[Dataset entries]
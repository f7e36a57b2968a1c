#![forbid(unsafe_code)]

//! Deterministic single-threaded scheduler.
//!
//! Two kinds of work exist:
//!
//! | Kind | Queued by | Runs |
//! |------|-----------|------|
//! | microtask | [`Scheduler::queue_microtask`] | FIFO, to completion, before any task |
//! | task | [`Scheduler::spawn`] | on a `futures` [`LocalPool`] until stalled |
//!
//! Nothing runs on its own: the owner calls [`Scheduler::run_microtasks`] or
//! [`Scheduler::run_until_idle`] at the end of each synchronous burst. Work
//! queued while draining is picked up in the same call.
//!
//! # Failure Modes
//!
//! | Condition | Behavior |
//! |-----------|----------|
//! | `run_until_idle` re-entered from a task | the pool is skipped, microtasks still drain |
//! | spawn after the pool is gone | [`SpawnError`] |

use std::cell::{Cell, RefCell};
use std::collections::VecDeque;
use std::fmt;
use std::future::Future;
use std::pin::pin;
use std::rc::Rc;
use std::task::{Context, Poll};

use futures::FutureExt;
use futures::executor::{LocalPool, LocalSpawner};
use futures::task::{LocalSpawnExt, SpawnError, noop_waker};

type Microtask = Box<dyn FnOnce()>;

struct SchedulerInner {
    microtasks: RefCell<VecDeque<Microtask>>,
    pool: RefCell<LocalPool>,
    spawner: LocalSpawner,
    completed_tasks: Rc<Cell<u64>>,
    spawned_tasks: Cell<u64>,
}

/// Cloneable handle to one scheduler.
#[derive(Clone)]
pub struct Scheduler {
    inner: Rc<SchedulerInner>,
}

impl Default for Scheduler {
    fn default() -> Self {
        Self::new()
    }
}

impl fmt::Debug for Scheduler {
    fn fmt(&self, f: &mut fmt::Formatter<'_>) -> fmt::Result {
        f.debug_struct("Scheduler")
            .field("microtasks", &self.pending_microtasks())
            .field("tasks_in_flight", &self.tasks_in_flight())
            .finish()
    }
}

impl Scheduler {
    #[must_use]
    pub fn new() -> Self {
        let pool = LocalPool::new();
        let spawner = pool.spawner();
        Self {
            inner: Rc::new(SchedulerInner {
                microtasks: RefCell::new(VecDeque::new()),
                pool: RefCell::new(pool),
                spawner,
                completed_tasks: Rc::new(Cell::new(0)),
                spawned_tasks: Cell::new(0),
            }),
        }
    }

    /// Queue `task` to run at the end of the current burst.
    pub fn queue_microtask(&self, task: impl FnOnce() + 'static) {
        self.inner.microtasks.borrow_mut().push_back(Box::new(task));
    }

    /// Spawn an asynchronous task.
    pub fn spawn(&self, task: impl Future<Output = ()> + 'static) -> Result<(), SpawnError> {
        let completed = Rc::clone(&self.inner.completed_tasks);
        self.inner.spawner.spawn_local(task.map(move |()| {
            completed.set(completed.get() + 1);
        }))?;
        self.inner.spawned_tasks.set(self.inner.spawned_tasks.get() + 1);
        Ok(())
    }

    #[must_use]
    pub fn pending_microtasks(&self) -> usize {
        self.inner.microtasks.borrow().len()
    }

    /// Spawned tasks that have not completed yet.
    #[must_use]
    pub fn tasks_in_flight(&self) -> u64 {
        self.inner.spawned_tasks.get() - self.inner.completed_tasks.get()
    }

    /// Drain the microtask queue, including microtasks queued while draining.
    /// Returns how many ran.
    pub fn run_microtasks(&self) -> usize {
        let mut ran = 0;
        loop {
            let next = self.inner.microtasks.borrow_mut().pop_front();
            let Some(task) = next else {
                break;
            };
            task();
            ran += 1;
        }
        if ran > 0 {
            tracing::trace!(ran, "microtasks drained");
        }
        ran
    }

    /// Run microtasks and tasks until neither can make progress. Returns the
    /// number of microtasks run plus tasks completed.
    pub fn run_until_idle(&self) -> usize {
        let mut work = 0;
        loop {
            work += self.run_microtasks();
            let before = self.inner.completed_tasks.get();
            match self.inner.pool.try_borrow_mut() {
                Ok(mut pool) => pool.run_until_stalled(),
                Err(_) => tracing::trace!("pool busy; re-entrant drive skipped"),
            }
            let finished = usize::try_from(self.inner.completed_tasks.get() - before).unwrap_or(usize::MAX);
            work += finished;
            if self.pending_microtasks() == 0 {
                break;
            }
        }
        work
    }

    /// Drive the scheduler until `future` resolves.
    ///
    /// When nothing local can make progress the thread parks on the pool until
    /// an external waker fires.
    pub fn block_on<F: Future>(&self, future: F) -> F::Output {
        let mut future = pin!(future);
        let waker = noop_waker();
        let mut cx = Context::from_waker(&waker);
        loop {
            if let Poll::Ready(output) = future.as_mut().poll(&mut cx) {
                self.run_until_idle();
                return output;
            }
            if self.run_until_idle() == 0 {
                let output = match self.inner.pool.try_borrow_mut() {
                    Ok(mut pool) => pool.run_until(future.as_mut()),
                    Err(_) => futures::executor::block_on(future.as_mut()),
                };
                self.run_until_idle();
                return output;
            }
        }
    }
}
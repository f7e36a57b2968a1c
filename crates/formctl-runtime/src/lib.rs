#![forbid(unsafe_code)]

//! Cooperative runtime for formctl.
//!
//! Everything here runs on one thread. A [`Scheduler`] owns a FIFO of
//! microtasks plus a local executor for asynchronous validation passes; the
//! binding layer (or a test) drives it with [`Scheduler::run_until_idle`].
//!
//! The two queues defer work to the end of the current synchronous burst:
//!
//! - [`StateUpdateQueue`] merges state patches and delivers one notification.
//! - [`ValidationQueue`] deduplicates field names and runs one batched pass
//!   at a time, reusing the in-flight pass for concurrent flush requests.

pub mod scheduler;
pub mod state_queue;
pub mod validation_queue;

pub use scheduler::Scheduler;
pub use state_queue::{Merge, StateUpdateQueue};
pub use validation_queue::{PassEvent, PassFuture, PassRequest, PassToken, PassTrace, ValidationQueue};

PROMPT
Would you return the entries exactly as they stand?

OUTPUT OF THE TASK
repository f7e36a57b2968a1c
#![forbid(unsafe_code)]

//! Deterministic single-threaded scheduler.
//!
//! Two kinds of work exist:
//!
//! | Kind | Queued by | Runs |
//! |------|-----------|------|
//! | microtask | [`Scheduler::queue_microtask`] | FIFO, to completion, before any task |
//! | task | [`Scheduler::spawn`] | on a `futures` [`LocalPool`] until stalled |
//!
//! Nothing runs on its own: the owner calls [`Scheduler::run_microtasks`] or
//! [`Scheduler::run_until_idle`] at the end of each synchronous burst. Work
//! queued while draining is picked up in the same call.
//!
//! # Failure Modes
//!
//! | Condition | Behavior |
//! |-----------|----------|
//! | `run_until_idle` re-entered from a task | the pool is skipped, microtasks still drain |
//! | spawn after the pool is gone | [`SpawnError`] |

use std::cell::{Cell, RefCell};
use std::collections::VecDeque;
use std::fmt;
use std::future::Future;
use std::pin::pin;
use std::rc::Rc;
use std::task::{Context, Poll};

use futures::FutureExt;
use futures::executor::{LocalPool, LocalSpawner};
use futures::task::{LocalSpawnExt, SpawnError, noop_waker};

type Microtask = Box<dyn FnOnce()>;

struct SchedulerInner {
    microtasks: RefCell<VecDeque<Microtask>>,
    pool: RefCell<LocalPool>,
    spawner: LocalSpawner,
    completed_tasks: Rc<Cell<u64>>,
    spawned_tasks: Cell<u64>,
}

/// Cloneable handle to one scheduler.
#[derive(Clone)]
pub struct Scheduler {
    inner: Rc<SchedulerInner>,
}

impl Default for Scheduler {
    fn default() -> Self {
        Self::new()
    }
}

impl fmt::Debug for Scheduler {
    fn fmt(&self, f: &mut fmt::Formatter<'_>) -> fmt::Result {
        f.debug_struct("Scheduler")
            .field("microtasks", &self.pending_microtasks())
            .field("tasks_in_flight", &self.tasks_in_flight())
            .finish()
    }
}

impl Scheduler {
    #[must_use]
    pub fn new() -> Self {
        let pool = LocalPool::new();
        let spawner = pool.spawner();
        Self {
            inner: Rc::new(SchedulerInner {
                microtasks: RefCell::new(VecDeque::new()),
                pool: RefCell::new(pool),
                spawner,
                completed_tasks: Rc::new(Cell::new(0)),
                spawned_tasks: Cell::new(0),
            }),
        }
    }

    /// Queue `task` to run at the end of the current burst.
    pub fn queue_microtask(&self, task: impl FnOnce() + 'static) {
        self.inner.microtasks.borrow_mut().push_back(Box::new(task));
    }

    /// Spawn an asynchronous task.
    pub fn spawn(&self, task: impl Future<Output = ()> + 'static) -> Result<(), SpawnError> {
        let completed = Rc::clone(&self.inner.completed_tasks);
        self.inner.spawner.spawn_local(task.map(move |()| {
            completed.set(completed.get() + 1);
        }))?;
        self.inner.spawned_tasks.set(self.inner.spawned_tasks.get() + 1);
        Ok(())
    }

    #[must_use]
    pub fn pending_microtasks(&self) -> usize {
        self.inner.microtasks.borrow().len()
    }

    /// Spawned tasks that have not completed yet.
    #[must_use]
    pub fn tasks_in_flight(&self) -> u64 {
        self.inner.spawned_tasks.get() - self.inner.completed_tasks.get()
    }

    /// Drain the microtask queue, including microtasks queued while draining.
    /// Returns how many ran.
    pub fn run_microtasks(&self) -> usize {
        let mut ran = 0;
        loop {
            let next = self.inner.microtasks.borrow_mut().pop_front();
            let Some(task) = next else {
                break;
            };
            task();
            ran += 1;
        }
        if ran > 0 {
            tracing::trace!(ran, "microtasks drained");
        }
        ran
    }

    /// Run microtasks and tasks until neither can make progress. Returns the
    /// number of microtasks run plus tasks completed.
    pub fn run_until_idle(&self) -> usize {
        let mut work = 0;
        loop {
            work += self.run_microtasks();
            let before = self.inner.completed_tasks.get();
            match self.inner.pool.try_borrow_mut() {
                Ok(mut pool) => pool.run_until_stalled(),
                Err(_) => tracing::trace!("pool busy; re-entrant drive skipped"),
            }
            let finished = usize::try_from(self.inner.completed_tasks.get() - before).unwrap_or(usize::MAX);
            work += finished;
            if self.pending_microtasks() == 0 {
                break;
            }
        }
        work
    }

    /// Drive the scheduler until `future` resolves.
    ///
    /// When nothing local can make progress the thread parks on the pool until
    /// an external waker fires.
    pub fn block_on<F: Future>(&self, future: F) -> F::Output {
        let mut future = pin!(future);
        let waker = noop_waker();
        let mut cx = Context::from_waker(&waker);
        loop {
            if let Poll::Ready(output) = future.as_mut().poll(&mut cx) {
                self.run_until_idle();
                return output;
            }
            if self.run_until_idle() == 0 {
                let output = match self.inner.pool.try_borrow_mut() {
                    Ok(mut pool) => pool.run_until(future.as_mut()),
                    Err(_) => futures::executor::block_on(future.as_mut()),
                };
                self.run_until_idle();
                return output;
            }
        }
    }
}
repository f7e36a57b2968a1c
filename crates/formctl-runtime/src/lib.rs
#![forbid(unsafe_code)]

//! Cooperative runtime for formctl.
//!
//! Everything here runs on one thread. A [`Scheduler`] owns a FIFO of
//! microtasks plus a local executor for asynchronous validation passes; the
//! binding layer (or a test) drives it with [`Scheduler::run_until_idle`].
//!
//! The two queues defer work to the end of the current synchronous burst:
//!
//! - [`StateUpdateQueue`] merges state patches and delivers one notification.
//! - [`ValidationQueue`] deduplicates field names and runs one batched pass
//!   at a time, reusing the in-flight pass for concurrent flush requests.

pub mod scheduler;
pub mod state_queue;
pub mod validation_queue;

pub use scheduler::Scheduler;
pub use state_queue::{Merge, StateUpdateQueue};
pub use validation_queue::{PassEvent, PassFuture, PassRequest, PassToken, PassTrace, ValidationQueue};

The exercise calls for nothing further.